Christmas Around the World December 04 2009
I grew up as an Army Brat, and consequently I spent three of those childhood moving-around years in Germany. For part of that time, we lived in a tiny town called Obermumbach, and I was exposed to German culture in a way I wouldn't have been if I had lived on the local Army base the whole time.
I was fascinated and delighted by it all, especially the Christmas Markets held in December - the spicy lebkuchen, the gluhwein, and the smell of woodsmoke as carvers made designs into wooden Christmas ornaments. One of those ornaments - engraved with my first name, scrolls and a flower - hangs on my Christmas tree today.
Because I was an Army Brat and became interested in other cultures and ways of life, I've spent a good part of my life traveling the United States and the world. And as my classroom has become more diverse over the years, I no longer have to travel so much - the cultures have come to me!
Christmas traditions are no exception when it comes to cultural differences, and there are several resources of information to help you and your students study elements such as Christmas presents, food, music, decorations, and gifts. Use the following social studies lesson plan to help your students compare and contrast this information with their own experiences.
Read and Highlight
The first year I did this study, I included the cultures represented in my classroom - these included Mexico, Russia, Romania, and Nigeria. I copied and pasted the information into a pdf format to photocopy with my kids. I made this Christmas Around the World Packet for download, which highlights countries from different parts of the world (the website reference is in the footer).
It's fairly high-level reading, so if you want material that's shorter and easier to understand, try Santas.net. There is a list of countries with facts that are easy to pick out.
If you want to keep the packets to use for more than one year, consider having your kids use highlighter tape to mark important information. Then when they're done with the information, peel off the tape and collect the packets to use again next year.
Grid and Map
With your Christmas Around the World Packet, copy out a Christmas Around the World Process Grid for each student to fill in while reading. I chose four different categories for comparison, and left the "country" column blank. However, don't forget to include either the "United States" or "My Own Family Traditions" as one of the countries studied. I usually make a larger process grid on butcher paper and hang it in my classroom during our study. This way, students can share information that goes on the large classroom process grid as well as their own individual grids.
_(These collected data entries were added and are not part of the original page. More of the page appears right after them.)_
//! Reconstruct one synthetic event and print the tracks as JSON.
//!
//! Usage:
//!   reconstruct_event [N_PARTICLES] [SEED]
//!
//! Logging follows `RUST_LOG` (e.g. `RUST_LOG=tpctrack=debug`).

use std::env;
use std::f64::consts::PI;

use rand::rngs::StdRng;
use rand::{Rng, SeedableRng};
use rand_distr::{Distribution, Normal};
use tracing::info;
use tracing_subscriber::EnvFilter;

use tpctrack::geometry::DetectorGeometry;
use tpctrack::params::TrackerParams;
use tpctrack::{Cluster, ClusterKind, Tracker};

/// Clusters of `n` primaries from the nominal vertex, smeared by 300 µm.
fn generate(
    geometry: &DetectorGeometry,
    n: usize,
    rng: &mut StdRng,
) -> Result<Vec<Cluster>, rand_distr::NormalError> {
    let smear = Normal::new(0.0, 0.03)?;
    let charge = Normal::<f64>::new(40.0, 6.0)?;
    let mut clusters = Vec::new();
    for label in 0..n as i32 {
        let phi0: f64 = rng.gen_range(-PI..PI);
        let c = rng.gen_range(2e-4..4e-3) * if rng.gen_bool(0.5) { 1.0 } else { -1.0 };
        let tgl = rng.gen_range(-0.8..0.8);
        for row in 0..geometry.n_rows() {
            let x = geometry.radius(row);
            let hit = (0..geometry.n_sectors()).find_map(|sector| {
                let (s0, c0) = (phi0 - geometry.sector_alpha(sector)).sin_cos();
                let snp = c * x + s0;
                if c0 <= 0.0 || snp.abs() >= 0.99 {
                    return None;
                }
                let y = (c0 - (1.0 - snp * snp).sqrt()) / c;
                let z = tgl * (snp.asin() - s0.asin()) / c;
                (y.abs() <= geometry.max_y(row)).then_some((sector, y, z))
            });
            let Some((sector, y, z)) = hit else {
                continue;
            };
            if geometry.in_dead_zone(row, y) || !geometry.in_acceptance(row, z) {
                continue;
            }
            let q_max = charge.sample(rng).max(6.0);
            clusters.push(
                Cluster::new(sector as u16, row as u16, y + smear.sample(rng), z + smear.sample(rng))
                    .with_charge(5.0 * q_max, q_max)
                    .with_kind(ClusterKind::Isolated)
                    .with_label(label),
            );
        }
    }
    Ok(clusters)
}

fn main() -> Result<(), Box<dyn std::error::Error>> {
    tracing_subscriber::fmt()
        .with_env_filter(EnvFilter::from_default_env())
        .with_writer(std::io::stderr)
        .init();

    let args: Vec<String> = env::args().collect();
    let n_particles = args.get(1).map(|s| s.parse()).transpose()?.unwrap_or(50);
    let seed = args.get(2).map(|s| s.parse()).transpose()?.unwrap_or(42);

    let tracker = Tracker::new(DetectorGeometry::standard(), TrackerParams::default())?;
    let mut rng = StdRng::seed_from_u64(seed);
    let clusters = generate(tracker.geometry(), n_particles, &mut rng)?;
    info!(particles = n_particles, clusters = clusters.len(), "event generated");

    let event = tracker.reconstruct(clusters);
    println!("{}", serde_json::to_string_pretty(&event)?);
    Ok(())
}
The process grid is a valuable organizational resource, and lends itself to a variety of activities, writing in particular. Once the grid is filled out, students can complete a compare and contrast piece using their traditions and one from another country, or they can compare and contrast two cultures apart from their own. Students can also write about one culture in particular, which is a bit easier to organize and good for younger students.
If you'd like your students to connect the countries studied with where they are in the world, I found a couple of free map resources for classroom use. Eduplace has free downloadable pdfs of different kinds of world and country maps; National Geographic Xpeditions also has a variety of maps (these are prettier).
Write or Speak...Or Both!
In my corner of the world, we have to have assessment samples in reading, writing, math, speaking and science. I like to use this project to knock out a couple of those, namely writing and speaking.
To help kids produce a writing sample, there are a variety of angles for Christmas Around the World. Some examples include:
- Expository - Compare and contrast another country's or culture's Christmas traditions with your own.
- Narrative - Tell a story involving a favorite Christmas tradition in your family - OR - Write about three of your family's Christmas traditions.
- Persuasive - Use a country's Christmas traditions to persuade people to either visit or move to that country.
- Imaginative - Imagine that you are in charge of creating three new Christmas traditions and write about them.
Because it's a stressful time of year, you might want to have your students' speaking samples go along with their writing projects in the form of presentations. That way, their research and work could be used for both projects, cutting down on the stress of having to do too much in a short amount of time. Set aside some time right now - I usually choose a couple of afternoons early in the last week of school before break begins - for your students to present their projects.
There are a couple of fun and free technology resources that go along with Christmas Around the World. Pleasant Valley Elementary has a list of Internet Scavenger Hunts, where students use websites to find specific cultural information. Consider having students pair up to find the answers to these questions.
No matter what cultures or countries you decide to study, using a process grid will bring an extra element of fascination to your students' study of the Christmas season.